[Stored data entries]
---

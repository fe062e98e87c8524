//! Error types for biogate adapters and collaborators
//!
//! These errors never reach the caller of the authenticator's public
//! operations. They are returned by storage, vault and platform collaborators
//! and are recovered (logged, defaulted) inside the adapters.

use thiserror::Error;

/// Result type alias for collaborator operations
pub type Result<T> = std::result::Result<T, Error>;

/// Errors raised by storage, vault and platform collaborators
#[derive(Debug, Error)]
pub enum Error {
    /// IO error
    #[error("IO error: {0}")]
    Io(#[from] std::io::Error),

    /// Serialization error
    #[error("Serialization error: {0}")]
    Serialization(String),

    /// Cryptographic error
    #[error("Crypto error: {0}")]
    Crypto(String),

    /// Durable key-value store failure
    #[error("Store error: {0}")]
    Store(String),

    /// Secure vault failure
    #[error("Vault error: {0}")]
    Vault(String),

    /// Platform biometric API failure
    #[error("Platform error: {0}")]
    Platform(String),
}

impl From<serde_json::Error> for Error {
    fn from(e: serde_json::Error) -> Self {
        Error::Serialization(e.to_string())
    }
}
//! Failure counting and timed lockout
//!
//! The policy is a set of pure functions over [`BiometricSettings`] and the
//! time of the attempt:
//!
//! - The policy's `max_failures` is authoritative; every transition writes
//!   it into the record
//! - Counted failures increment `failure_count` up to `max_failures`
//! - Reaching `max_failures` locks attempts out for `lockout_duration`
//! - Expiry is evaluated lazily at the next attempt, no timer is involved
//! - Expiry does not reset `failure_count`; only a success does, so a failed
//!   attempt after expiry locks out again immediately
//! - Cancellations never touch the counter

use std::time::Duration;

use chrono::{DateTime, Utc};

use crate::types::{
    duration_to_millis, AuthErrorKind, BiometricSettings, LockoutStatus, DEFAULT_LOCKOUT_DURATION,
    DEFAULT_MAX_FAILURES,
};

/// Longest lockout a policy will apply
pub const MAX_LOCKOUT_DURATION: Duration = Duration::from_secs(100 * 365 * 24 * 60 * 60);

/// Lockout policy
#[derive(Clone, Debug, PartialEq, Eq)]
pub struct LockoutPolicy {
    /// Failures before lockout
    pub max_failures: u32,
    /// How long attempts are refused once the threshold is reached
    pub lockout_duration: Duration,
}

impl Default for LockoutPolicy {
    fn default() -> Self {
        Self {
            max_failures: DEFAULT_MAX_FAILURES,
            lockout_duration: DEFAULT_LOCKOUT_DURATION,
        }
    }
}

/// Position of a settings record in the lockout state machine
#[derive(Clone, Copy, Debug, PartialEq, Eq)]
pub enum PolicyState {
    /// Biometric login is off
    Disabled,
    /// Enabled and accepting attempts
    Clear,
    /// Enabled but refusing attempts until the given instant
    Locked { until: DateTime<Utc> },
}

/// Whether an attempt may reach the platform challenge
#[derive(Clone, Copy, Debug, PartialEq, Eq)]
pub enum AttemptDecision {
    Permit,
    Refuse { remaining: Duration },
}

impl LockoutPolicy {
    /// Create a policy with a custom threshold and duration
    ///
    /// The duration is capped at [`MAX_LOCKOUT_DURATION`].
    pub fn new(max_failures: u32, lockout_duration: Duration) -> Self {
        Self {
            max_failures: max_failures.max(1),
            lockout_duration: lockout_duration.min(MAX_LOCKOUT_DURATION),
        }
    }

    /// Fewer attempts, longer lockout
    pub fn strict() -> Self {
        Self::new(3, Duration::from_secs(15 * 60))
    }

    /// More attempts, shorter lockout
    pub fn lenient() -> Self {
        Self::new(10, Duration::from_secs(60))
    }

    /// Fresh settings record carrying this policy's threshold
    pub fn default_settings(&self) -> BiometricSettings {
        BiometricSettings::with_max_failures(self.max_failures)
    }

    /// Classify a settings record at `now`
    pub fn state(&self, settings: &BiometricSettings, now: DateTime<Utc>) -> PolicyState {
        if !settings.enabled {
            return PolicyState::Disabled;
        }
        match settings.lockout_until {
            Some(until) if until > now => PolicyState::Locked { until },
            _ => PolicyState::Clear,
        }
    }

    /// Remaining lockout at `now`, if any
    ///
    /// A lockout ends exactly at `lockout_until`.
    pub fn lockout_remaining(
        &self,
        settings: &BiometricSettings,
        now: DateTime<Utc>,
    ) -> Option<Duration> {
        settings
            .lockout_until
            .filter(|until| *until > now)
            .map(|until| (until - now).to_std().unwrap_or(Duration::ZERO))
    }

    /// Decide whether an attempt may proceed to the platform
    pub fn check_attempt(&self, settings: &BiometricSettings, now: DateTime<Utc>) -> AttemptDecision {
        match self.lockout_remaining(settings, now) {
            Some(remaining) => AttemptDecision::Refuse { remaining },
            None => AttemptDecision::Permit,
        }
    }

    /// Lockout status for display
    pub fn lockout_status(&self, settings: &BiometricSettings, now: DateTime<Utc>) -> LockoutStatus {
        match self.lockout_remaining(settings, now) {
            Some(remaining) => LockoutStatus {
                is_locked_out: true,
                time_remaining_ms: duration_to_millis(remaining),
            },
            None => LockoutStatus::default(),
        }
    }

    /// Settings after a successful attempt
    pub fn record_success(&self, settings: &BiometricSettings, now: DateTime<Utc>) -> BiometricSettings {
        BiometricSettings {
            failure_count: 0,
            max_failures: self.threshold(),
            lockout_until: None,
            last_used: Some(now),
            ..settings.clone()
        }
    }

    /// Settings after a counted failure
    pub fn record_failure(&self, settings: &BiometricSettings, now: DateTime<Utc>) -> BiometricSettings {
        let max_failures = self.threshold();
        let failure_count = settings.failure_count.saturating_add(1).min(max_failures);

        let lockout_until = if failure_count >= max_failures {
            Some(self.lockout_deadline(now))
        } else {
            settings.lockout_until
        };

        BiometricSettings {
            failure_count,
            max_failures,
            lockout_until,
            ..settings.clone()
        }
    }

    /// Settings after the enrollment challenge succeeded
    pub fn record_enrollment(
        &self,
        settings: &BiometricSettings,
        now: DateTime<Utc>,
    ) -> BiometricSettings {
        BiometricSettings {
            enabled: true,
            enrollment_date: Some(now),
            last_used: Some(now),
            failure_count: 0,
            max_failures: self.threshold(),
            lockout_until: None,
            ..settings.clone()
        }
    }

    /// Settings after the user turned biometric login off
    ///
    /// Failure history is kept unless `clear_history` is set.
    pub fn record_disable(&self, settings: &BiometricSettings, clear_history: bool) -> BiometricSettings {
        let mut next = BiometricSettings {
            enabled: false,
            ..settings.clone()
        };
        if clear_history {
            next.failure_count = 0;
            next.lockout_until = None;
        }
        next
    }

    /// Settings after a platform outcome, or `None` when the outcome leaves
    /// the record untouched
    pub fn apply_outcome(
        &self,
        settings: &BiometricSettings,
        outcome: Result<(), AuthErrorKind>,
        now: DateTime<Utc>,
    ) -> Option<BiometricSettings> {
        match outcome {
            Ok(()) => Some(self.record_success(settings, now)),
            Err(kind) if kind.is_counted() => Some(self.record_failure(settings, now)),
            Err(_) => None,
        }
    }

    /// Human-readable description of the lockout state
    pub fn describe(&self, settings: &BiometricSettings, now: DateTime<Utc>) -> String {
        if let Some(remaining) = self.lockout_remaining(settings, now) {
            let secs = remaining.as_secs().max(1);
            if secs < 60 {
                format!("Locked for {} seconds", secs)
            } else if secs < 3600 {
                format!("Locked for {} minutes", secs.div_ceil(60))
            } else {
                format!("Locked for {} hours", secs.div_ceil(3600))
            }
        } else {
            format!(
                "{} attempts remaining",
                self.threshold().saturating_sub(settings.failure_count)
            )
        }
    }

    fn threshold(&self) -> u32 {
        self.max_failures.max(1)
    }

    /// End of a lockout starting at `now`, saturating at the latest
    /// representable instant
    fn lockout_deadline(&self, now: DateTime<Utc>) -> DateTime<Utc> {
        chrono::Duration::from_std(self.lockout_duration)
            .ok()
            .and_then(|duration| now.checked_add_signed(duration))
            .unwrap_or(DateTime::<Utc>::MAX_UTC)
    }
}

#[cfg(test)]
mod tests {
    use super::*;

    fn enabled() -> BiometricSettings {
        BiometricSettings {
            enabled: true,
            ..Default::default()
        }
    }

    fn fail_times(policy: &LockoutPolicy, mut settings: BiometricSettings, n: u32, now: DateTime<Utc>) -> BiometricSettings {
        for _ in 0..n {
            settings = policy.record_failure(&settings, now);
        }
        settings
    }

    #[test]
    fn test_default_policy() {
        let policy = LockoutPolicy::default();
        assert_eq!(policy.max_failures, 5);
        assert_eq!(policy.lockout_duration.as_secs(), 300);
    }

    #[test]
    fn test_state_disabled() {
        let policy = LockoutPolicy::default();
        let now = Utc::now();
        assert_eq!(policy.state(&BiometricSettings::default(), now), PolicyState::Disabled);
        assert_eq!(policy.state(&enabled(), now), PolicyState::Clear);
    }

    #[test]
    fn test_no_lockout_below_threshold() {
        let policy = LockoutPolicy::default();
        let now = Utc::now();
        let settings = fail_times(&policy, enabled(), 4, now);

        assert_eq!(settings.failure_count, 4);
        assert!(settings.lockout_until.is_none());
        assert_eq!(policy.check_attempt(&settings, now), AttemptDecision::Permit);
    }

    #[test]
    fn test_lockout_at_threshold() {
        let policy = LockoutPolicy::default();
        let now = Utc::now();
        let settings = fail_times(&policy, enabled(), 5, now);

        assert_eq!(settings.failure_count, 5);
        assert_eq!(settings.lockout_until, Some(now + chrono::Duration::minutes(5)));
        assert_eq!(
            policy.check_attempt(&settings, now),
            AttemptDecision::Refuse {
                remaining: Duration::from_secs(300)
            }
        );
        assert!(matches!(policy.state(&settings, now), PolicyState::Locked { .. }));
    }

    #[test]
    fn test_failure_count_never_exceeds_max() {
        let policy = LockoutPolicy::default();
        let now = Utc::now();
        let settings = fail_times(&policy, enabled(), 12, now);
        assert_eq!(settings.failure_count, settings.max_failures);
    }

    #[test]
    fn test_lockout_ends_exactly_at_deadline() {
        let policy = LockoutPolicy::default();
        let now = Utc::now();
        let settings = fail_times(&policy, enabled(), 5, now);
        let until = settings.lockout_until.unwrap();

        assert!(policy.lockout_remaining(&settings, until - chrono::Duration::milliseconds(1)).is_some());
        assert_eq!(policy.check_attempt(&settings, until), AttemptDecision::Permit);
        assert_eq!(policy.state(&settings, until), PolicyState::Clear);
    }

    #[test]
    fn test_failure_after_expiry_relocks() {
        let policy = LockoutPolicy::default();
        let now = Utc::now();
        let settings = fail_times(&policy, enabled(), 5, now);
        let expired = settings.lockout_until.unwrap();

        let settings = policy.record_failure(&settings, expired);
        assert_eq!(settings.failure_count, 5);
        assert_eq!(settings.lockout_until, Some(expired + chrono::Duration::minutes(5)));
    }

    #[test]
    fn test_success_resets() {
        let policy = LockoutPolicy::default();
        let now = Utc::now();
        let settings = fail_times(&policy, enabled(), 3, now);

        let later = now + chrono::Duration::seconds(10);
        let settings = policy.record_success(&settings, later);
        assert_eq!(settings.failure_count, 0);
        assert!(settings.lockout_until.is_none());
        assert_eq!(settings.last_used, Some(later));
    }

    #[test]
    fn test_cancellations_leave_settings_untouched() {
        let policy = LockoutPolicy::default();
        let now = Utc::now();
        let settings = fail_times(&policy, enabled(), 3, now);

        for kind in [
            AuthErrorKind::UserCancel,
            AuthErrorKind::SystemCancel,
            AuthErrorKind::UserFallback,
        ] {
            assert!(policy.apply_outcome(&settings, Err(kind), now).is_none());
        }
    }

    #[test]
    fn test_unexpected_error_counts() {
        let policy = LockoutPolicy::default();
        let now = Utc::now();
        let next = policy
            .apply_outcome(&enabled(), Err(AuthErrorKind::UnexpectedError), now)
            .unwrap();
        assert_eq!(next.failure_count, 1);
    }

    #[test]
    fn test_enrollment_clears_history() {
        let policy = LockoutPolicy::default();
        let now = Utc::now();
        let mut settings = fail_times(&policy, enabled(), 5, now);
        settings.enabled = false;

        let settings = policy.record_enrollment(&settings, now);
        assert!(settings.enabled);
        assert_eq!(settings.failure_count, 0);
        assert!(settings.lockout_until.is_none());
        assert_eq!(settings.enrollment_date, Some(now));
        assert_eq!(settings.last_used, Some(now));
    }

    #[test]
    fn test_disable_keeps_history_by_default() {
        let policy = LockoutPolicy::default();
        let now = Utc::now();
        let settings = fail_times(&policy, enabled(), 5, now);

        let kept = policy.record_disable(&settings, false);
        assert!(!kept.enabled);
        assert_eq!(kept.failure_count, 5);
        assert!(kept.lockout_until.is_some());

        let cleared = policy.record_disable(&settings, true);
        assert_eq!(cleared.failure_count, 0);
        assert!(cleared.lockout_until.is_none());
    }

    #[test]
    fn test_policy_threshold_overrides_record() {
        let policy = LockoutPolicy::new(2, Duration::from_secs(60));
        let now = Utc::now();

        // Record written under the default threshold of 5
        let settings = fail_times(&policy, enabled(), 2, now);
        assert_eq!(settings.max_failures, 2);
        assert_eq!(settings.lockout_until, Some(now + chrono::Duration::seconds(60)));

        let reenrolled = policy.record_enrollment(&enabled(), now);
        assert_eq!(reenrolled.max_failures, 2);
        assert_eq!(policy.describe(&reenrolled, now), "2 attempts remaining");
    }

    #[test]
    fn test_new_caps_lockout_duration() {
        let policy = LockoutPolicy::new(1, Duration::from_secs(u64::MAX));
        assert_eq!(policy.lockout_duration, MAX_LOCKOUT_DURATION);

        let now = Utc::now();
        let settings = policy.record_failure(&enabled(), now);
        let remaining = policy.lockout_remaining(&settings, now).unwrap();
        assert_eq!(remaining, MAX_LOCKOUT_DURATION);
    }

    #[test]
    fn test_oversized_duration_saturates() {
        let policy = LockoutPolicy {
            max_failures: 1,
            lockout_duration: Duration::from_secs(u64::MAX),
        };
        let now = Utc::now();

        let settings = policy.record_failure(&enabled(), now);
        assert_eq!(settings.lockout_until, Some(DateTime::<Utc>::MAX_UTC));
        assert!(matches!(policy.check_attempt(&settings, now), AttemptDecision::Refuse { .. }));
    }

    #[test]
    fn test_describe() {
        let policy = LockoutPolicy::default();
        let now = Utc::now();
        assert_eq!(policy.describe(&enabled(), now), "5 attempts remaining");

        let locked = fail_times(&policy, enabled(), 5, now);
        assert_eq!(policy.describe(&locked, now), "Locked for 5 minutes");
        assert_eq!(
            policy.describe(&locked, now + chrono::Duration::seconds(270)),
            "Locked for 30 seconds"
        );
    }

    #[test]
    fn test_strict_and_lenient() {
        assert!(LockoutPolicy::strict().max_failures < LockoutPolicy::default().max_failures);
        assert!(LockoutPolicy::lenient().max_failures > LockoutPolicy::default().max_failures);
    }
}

---

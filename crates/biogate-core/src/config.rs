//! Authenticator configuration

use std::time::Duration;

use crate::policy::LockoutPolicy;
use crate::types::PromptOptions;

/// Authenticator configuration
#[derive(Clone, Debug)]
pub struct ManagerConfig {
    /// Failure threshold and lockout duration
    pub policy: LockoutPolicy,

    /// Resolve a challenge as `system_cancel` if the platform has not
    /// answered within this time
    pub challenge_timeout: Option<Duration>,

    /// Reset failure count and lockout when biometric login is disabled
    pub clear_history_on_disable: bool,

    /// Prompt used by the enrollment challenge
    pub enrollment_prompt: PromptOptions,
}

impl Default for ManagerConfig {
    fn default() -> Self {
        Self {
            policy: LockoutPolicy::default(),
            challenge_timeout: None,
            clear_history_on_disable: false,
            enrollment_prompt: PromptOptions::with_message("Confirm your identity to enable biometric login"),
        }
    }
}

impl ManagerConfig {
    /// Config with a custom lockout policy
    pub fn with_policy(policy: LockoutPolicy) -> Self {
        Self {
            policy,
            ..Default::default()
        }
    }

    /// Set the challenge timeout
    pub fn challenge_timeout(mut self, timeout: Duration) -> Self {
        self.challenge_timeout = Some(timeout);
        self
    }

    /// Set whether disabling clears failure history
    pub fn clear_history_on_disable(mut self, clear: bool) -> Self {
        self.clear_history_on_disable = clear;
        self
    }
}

---

» What needs to be done
Of the entries above, how many lines hold the word "false"? Give back only that number.

» Exercise answer
4